Miss Winifred Tremain

Nurse Winifred Tremain

Experiences of a local nurse in France

Praise for British coolness and tact

Miss Winifred Tremain, eldest daughter of Mr and Mrs Frederick Tremain, of Orpington, is very happy in her work as a V.A.D. nurse in No. 14 General Hospital, with the British Expeditionary Force in France.  writing a few days since to her sister, Nurse Tremain says: –

I must tell you about the ghastly thing that happened last night.  I had just got into bed; it would be about a quarter past eight o’clock.  My mate was at second dinner, so I was all alone.  The girl in the next room came into mine with such a scared face! “Whatever can be the matter?” she said.  “All the nurses from dinner are out on the terrace.”  I wasn’t a bit scared.  I just said, very calmly “It’s a Zeppelin, I suppose; let us go out on the balcony and have a look.”  Everything seemed very quiet, and I was wondering that on earth could be the matter, as our nurses were standing so quietly below, when my companion cried out “Good Lord! No. 14’s on fire”! And then we saw that No. 14 Stationary Hospital was on fire close beside us.  We just threw on a few clothes and went to see if we could help.

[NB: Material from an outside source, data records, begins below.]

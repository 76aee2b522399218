use std::collections::HashMap;

use companion_core::{AbilityId, CombatDriver, Companion, EntityId, UnitInfo};

/// Minimal combat bookkeeping: who is fighting whom.
///
/// Damage and threat are out of scope; an engagement lasts until the
/// controller disengages.
#[derive(Clone, Debug, Default)]
pub struct CombatRecorder {
    engaged: HashMap<EntityId, EntityId>,
    attacks: u64,
    resets: u64,
    casts: Vec<(EntityId, AbilityId)>,
}

impl CombatRecorder {
    pub fn new() -> Self {
        Self::default()
    }

    pub fn target_of(&self, companion: EntityId) -> Option<EntityId> {
        self.engaged.get(&companion).copied()
    }

    pub fn attacks(&self) -> u64 {
        self.attacks
    }

    pub fn resets(&self) -> u64 {
        self.resets
    }

    pub fn casts(&self) -> &[(EntityId, AbilityId)] {
        &self.casts
    }

    pub fn forget(&mut self, companion: EntityId) {
        self.engaged.remove(&companion);
    }
}

impl CombatDriver for CombatRecorder {
    fn is_engaged(&self, companion: &Companion) -> bool {
        self.engaged.contains_key(&companion.id)
    }

    fn engage(&mut self, companion: &mut Companion, target: EntityId) -> bool {
        if !companion.alive || target == companion.id {
            return false;
        }
        self.engaged.insert(companion.id, target);
        companion.victim = Some(target);
        true
    }

    fn disengage(&mut self, companion: &mut Companion) {
        self.engaged.remove(&companion.id);
        companion.victim = None;
    }

    fn can_start_attack(&self, companion: &Companion, target: &UnitInfo) -> bool {
        companion.alive && target.alive && target.targetable && !target.player_controlled
    }

    fn select_victim(&mut self, companion: &mut Companion) -> bool {
        match self.engaged.get(&companion.id) {
            Some(&target) => {
                companion.victim = Some(target);
                true
            }
            None => {
                companion.victim = None;
                false
            }
        }
    }

    fn attack_if_ready(&mut self, _companion: &mut Companion) {
        self.attacks += 1;
    }

    fn reset(&mut self, companion: &mut Companion) {
        self.resets += 1;
        self.engaged.remove(&companion.id);
    }

    fn on_ability_cast(&mut self, companion: &mut Companion, ability: AbilityId) {
        self.casts.push((companion.id, ability));
    }
}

But all the patients has been got out, and they lay on the beach (the hospital in question being situated by the side of water) in their beds with their feet to the sea.  So that all we could do was to tuck them up and see that they were warm.

I should like a good many English people to have witnessed that scene!  I think it would have done some of them good!  Just picture it,  A perfectly calm night!  Just the tide right out in the distance, and a glorious full moon shining down so placidly, with the sick men on their beds.

No. 14 Stationary is a medical hospital used mostly for infectious diseases.  The men were laughing and happy, and cracking jokes all the time, while the French women, very hysterical, were ringing their hands and crying over the “poor blesses.”

 

Miss Winifred Tremain

The great hospital was blazing away from end to end, and the English people went about doing what they could in a calm, quiet way.  Several V.C’s were won last night; the soldiers were just splendid.  Every patient was got out of all that awful smoke quite safely.  Thank goodness, the whole of the 700 beds were not occupied, and the plucky little V.A.D.’s went about so splendidly also, although they had lost everything they possessed.  I shall never run down English men and English women again, because I know that in a crisis, when everything is going dead wrong, they stand out apart from the other!

The patients were taken to the wooden huts in the compound.  There was only one small jet of water with no force behind it, and for the huge blazing hospital the sea was too far out to be of any use.  The orderlies worked like __ getting things out of the hospital, and then they were ordered to get the men out of the compound, as it was thought that this would be next.  The men were then all brought to our hospital.

I might tell you that while all this was going on guns were banging away like anything; practising was going on somewhere near, and the huge searchlights from Boulogne were constantly being played on us.  People came for miles to see it, I think it must have been seen from Folkstone.  The Colonel ordered us to pack as we were so close; some of the girls did so, but most of us were too fascinated to move.  We came in at about one o’clock, when the hospital was still burning away.

we walked along by the beach to our hospital this morning, and saw that just the outside walls remain and a few iron girders inside.  There was no roof whatever, and there, in the delightful morning sunshine, from the front of the empty shell of what had been but yesterday morning, a beautiful hospital, hung the brave Union Jack with its ragged little red cross beside it.  We had taken everything so quietly before, but that properly finished us off.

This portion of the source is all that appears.